Si è parlato di uno strappo interno ai “saggi” messo in atto dagli ex presidenti della Corte costituzionale, Giuliano Amato e Franco Gallo, insieme all’ex presidente del Consiglio di Stato, Alessandro Pajno, e all’ex ministro della Funzione pubblica, Franco Bassanini. I quattro big – che erano stati scelti insieme ad altri 57 direttamente dal ministro per gli Affari regionali e le autonomie, Roberto Calderoli – hanno deciso di fare un passo indietro con una lettera, anticipata dal “Sole 24 Ore”, indirizzata al presidente del Comitato, Sabino Cassese, e allo stesso ministro leghista, nella quale scrivono che “non ci sono più le condizioni per una nostra partecipazione ai lavori del Comitato”.
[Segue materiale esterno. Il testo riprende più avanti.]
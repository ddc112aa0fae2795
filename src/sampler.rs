//! ==============================================================================
//! sampler.rs - multi-rate sampling scheduler
//! ==============================================================================
//!
//! purpose:
//!     one logical loop at a fixed base period. every tick re-reads the fast
//!     sensor group; every Nth tick also reads the slow group. a tick that
//!     produced at least one value is handed to the sink exactly once, and the
//!     sink is awaited before the next tick starts.
//!
//! timing:
//!     the only throttle is the fixed delay between ticks. a tick takes as
//!     long as its sensor reads plus that delay, nothing more.
//!
//! ```text
//!     tick:    1    2    3    4    5    6    7    8
//!     fast:    x    x    x    x    x    x    x    x
//!     slow:                   x                   x      (slow_every = 4)
//! ```
//!
//! relationships:
//!     - uses: sensors (blocking reads, run on the blocking pool)
//!     - feeds: hub.rs (via SnapshotSink)
//!
//! ==============================================================================

use std::future::Future;
use std::time::Duration;

use tokio_util::sync::CancellationToken;

use crate::config::SamplerConfig;
use crate::domain::Snapshot;
use crate::error::Result;
use crate::sensors::SensorBank;

/// where finished snapshots go
pub trait SnapshotSink: Send + Sync {
    fn deliver(&self, snapshot: Snapshot) -> impl Future<Output = ()> + Send;
}

#[derive(Clone, Copy, Debug, Default, PartialEq, Eq)]
pub struct SamplerStats {
    pub ticks: u64,
    pub emitted: u64,
}

pub struct Sampler {
    bank: SensorBank,
    period: Duration,
    slow_every: u64,
    show_data: bool,
}

impl Sampler {
    pub fn new(bank: SensorBank, config: &SamplerConfig) -> Self {
        Self {
            bank,
            period: config.base_period(),
            slow_every: config.slow_every_ticks.max(1),
            show_data: false,
        }
    }

    /// log every slow-tick snapshot at info
    pub fn show_data(mut self, show: bool) -> Self {
        self.show_data = show;
        self
    }

    /// run until cancelled; returns how many ticks ran and how many emitted
    pub async fn run<S: SnapshotSink>(self, sink: &S, cancel: CancellationToken) -> Result<SamplerStats> {
        let Sampler { mut bank, period, slow_every, show_data } = self;
        let mut stats = SamplerStats::default();

        tracing::info!(
            "[SAMPLER] Starting ({}ms base tick, slow group every {} ticks, {} sensors)",
            period.as_millis(),
            slow_every,
            bank.len()
        );

        while !cancel.is_cancelled() {
            stats.ticks += 1;
            let include_slow = stats.ticks % slow_every == 0;

            // sensor reads block; hand the bank to the blocking pool and take it back
            let (returned, snapshot) = tokio::task::spawn_blocking(move || {
                let snapshot = bank.sample(include_slow);
                (bank, snapshot)
            })
            .await?;
            bank = returned;

            if cancel.is_cancelled() {
                break;
            }

            if !snapshot.is_empty() {
                if show_data && include_slow {
                    tracing::info!("[SAMPLER] {:?}", snapshot);
                }
                sink.deliver(snapshot).await;
                stats.emitted += 1;
            }

            tokio::select! {
                _ = cancel.cancelled() => break,
                _ = tokio::time::sleep(period) => {}
            }
        }

        tracing::info!("[SAMPLER] Stopped after {} ticks ({} snapshots)", stats.ticks, stats.emitted);
        Ok(stats)
    }
}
Il ministro, a quel punto, è caduto dalla sedia. “Stupore e rammarico” – sono state le prime parole di Calderoli, che inizialmente aveva scelto la linea del no comment. “Sono francamente stupito, sorpreso e rammaricato trattandosi, non solo di esperti, ma anche di amici ed ex colleghi con cui ho lavorato da decenni. Mi avevano mandato una lettera, segnalandomi che non avrebbero partecipato ulteriormente ai lavori del Clep, senza però dirmi che si sarebbero dimessi” – ha spiegato il ministro a un sito di informazione. “Avevamo affrontato il tema dei livelli essenziali delle prestazioni di tutte le materie e non solo quelle riferite agli enti territoriali, tanto che era stato creato un sottogruppo ad hoc per studiare tutte le altre materie, concordando che questa estensione nell’ambito dei Lep non fosse pregiudiziale alla definizione stessa dei Lep delle 23 materie possibilmente oggetto di trasferimento alle regioni – ha aggiunto –, quindi questa decisione mi coglie di sorpresa, avevamo concordato un percorso e di colpo hanno assunto questa posizione”.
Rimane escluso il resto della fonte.